* About this task: Copy out each line featuring the string "group" from the entries beneath.

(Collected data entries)
⟨

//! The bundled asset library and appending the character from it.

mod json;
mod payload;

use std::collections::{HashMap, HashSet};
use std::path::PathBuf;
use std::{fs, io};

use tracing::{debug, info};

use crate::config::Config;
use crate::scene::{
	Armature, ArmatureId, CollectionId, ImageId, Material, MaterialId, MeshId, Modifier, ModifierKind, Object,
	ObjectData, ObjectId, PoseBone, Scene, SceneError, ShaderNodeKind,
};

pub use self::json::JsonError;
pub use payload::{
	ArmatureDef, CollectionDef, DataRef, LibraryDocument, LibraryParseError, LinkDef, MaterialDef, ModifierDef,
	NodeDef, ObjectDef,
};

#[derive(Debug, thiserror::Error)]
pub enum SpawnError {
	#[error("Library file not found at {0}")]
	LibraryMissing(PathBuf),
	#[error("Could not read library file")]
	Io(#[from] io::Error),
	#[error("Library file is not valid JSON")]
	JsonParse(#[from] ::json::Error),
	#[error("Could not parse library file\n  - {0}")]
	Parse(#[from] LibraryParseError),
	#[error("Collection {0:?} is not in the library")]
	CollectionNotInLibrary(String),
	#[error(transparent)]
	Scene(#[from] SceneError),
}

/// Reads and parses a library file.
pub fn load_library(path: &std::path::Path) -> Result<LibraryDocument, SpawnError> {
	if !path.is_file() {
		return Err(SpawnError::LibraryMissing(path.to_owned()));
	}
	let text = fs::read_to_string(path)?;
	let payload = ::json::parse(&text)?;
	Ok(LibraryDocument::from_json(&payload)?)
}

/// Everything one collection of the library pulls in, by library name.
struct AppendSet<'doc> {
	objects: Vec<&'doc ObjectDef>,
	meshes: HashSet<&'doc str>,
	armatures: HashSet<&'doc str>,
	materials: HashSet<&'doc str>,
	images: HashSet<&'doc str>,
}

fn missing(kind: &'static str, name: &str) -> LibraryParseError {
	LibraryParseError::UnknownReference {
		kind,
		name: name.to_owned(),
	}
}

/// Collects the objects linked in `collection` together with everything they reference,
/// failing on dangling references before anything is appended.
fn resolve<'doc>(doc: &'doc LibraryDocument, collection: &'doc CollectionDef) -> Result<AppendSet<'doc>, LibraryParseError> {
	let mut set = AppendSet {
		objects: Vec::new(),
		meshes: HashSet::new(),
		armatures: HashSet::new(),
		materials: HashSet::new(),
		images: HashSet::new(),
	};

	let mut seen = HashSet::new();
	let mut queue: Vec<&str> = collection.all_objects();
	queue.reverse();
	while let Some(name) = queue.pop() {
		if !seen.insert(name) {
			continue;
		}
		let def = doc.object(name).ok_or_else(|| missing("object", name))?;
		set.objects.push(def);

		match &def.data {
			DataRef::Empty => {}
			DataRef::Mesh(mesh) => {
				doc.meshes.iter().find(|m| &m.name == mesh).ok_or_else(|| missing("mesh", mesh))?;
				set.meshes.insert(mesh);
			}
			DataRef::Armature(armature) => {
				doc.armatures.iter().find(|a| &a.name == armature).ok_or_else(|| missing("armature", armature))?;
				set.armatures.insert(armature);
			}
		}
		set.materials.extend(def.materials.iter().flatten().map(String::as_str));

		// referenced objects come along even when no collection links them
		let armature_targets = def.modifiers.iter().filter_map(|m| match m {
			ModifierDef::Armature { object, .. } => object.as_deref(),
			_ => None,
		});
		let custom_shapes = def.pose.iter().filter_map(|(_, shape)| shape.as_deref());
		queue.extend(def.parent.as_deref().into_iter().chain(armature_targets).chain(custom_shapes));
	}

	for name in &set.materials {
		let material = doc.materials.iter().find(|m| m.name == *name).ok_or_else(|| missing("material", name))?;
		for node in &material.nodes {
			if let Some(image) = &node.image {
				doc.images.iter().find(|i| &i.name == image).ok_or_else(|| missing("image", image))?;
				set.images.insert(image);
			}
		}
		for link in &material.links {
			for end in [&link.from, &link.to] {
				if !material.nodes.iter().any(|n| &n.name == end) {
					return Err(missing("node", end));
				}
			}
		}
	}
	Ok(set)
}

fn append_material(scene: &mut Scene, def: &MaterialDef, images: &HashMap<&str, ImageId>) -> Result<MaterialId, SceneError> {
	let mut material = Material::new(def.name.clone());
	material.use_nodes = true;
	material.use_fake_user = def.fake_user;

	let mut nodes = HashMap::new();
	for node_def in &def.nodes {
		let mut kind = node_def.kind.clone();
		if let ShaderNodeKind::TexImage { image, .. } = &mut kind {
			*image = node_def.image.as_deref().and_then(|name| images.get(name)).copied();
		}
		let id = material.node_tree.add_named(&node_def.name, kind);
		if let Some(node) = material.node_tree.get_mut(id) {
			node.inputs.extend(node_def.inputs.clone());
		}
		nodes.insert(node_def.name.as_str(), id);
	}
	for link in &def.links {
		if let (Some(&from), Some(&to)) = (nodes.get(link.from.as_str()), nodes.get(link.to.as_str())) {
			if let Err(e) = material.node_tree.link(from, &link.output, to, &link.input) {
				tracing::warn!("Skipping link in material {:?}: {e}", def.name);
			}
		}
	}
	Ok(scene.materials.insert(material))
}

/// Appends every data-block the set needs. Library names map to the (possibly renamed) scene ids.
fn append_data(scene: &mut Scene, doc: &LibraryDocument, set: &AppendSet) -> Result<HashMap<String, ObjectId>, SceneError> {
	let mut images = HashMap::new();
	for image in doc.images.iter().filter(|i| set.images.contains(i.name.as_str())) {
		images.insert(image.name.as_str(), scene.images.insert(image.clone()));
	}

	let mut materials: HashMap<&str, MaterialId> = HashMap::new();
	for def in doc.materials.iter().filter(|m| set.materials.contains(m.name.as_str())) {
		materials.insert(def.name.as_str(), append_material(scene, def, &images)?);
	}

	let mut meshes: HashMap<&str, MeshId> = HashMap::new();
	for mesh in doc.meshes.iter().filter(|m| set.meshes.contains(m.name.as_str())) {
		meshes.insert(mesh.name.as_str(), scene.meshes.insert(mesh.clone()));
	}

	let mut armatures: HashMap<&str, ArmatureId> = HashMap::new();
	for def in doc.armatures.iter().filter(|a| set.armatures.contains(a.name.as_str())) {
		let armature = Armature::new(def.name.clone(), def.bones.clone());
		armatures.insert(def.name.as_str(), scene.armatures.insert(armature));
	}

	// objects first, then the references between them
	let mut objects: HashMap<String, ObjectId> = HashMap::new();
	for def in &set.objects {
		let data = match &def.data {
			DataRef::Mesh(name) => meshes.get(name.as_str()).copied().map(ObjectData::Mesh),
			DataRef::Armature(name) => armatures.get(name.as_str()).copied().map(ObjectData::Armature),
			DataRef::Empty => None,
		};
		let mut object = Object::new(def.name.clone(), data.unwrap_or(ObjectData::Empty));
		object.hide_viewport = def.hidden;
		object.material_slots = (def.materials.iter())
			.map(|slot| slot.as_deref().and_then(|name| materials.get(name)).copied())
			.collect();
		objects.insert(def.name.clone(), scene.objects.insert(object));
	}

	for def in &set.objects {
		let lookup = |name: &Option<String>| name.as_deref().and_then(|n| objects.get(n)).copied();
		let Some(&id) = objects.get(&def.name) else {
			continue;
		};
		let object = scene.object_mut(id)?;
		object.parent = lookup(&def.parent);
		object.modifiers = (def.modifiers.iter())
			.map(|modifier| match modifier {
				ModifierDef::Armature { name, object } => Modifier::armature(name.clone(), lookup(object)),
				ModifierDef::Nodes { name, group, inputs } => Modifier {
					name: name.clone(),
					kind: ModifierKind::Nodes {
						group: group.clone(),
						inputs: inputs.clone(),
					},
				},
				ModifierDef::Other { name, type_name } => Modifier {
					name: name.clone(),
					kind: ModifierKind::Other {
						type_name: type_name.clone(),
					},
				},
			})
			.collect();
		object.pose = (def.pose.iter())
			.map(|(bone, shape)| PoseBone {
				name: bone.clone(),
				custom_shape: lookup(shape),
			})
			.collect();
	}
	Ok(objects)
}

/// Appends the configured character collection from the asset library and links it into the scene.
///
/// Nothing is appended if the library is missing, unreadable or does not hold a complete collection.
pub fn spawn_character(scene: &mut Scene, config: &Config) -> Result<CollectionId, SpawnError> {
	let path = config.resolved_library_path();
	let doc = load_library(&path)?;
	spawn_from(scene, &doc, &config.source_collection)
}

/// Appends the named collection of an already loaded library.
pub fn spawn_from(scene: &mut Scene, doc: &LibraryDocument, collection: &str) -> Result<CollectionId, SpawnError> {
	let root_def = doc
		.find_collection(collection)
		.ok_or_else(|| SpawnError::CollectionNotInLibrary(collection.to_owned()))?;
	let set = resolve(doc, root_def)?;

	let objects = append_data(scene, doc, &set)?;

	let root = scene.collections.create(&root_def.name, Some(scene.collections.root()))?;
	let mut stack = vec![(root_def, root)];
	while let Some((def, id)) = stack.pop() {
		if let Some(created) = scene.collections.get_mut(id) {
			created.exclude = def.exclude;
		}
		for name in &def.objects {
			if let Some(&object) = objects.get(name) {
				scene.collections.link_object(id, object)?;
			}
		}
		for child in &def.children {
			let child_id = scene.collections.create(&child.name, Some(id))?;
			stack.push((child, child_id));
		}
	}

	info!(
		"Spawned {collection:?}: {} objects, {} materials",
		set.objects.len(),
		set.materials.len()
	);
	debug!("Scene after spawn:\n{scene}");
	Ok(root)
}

⟩

* Response to the task:
				ModifierDef::Nodes { name, group, inputs } => Modifier {
						group: group.clone(),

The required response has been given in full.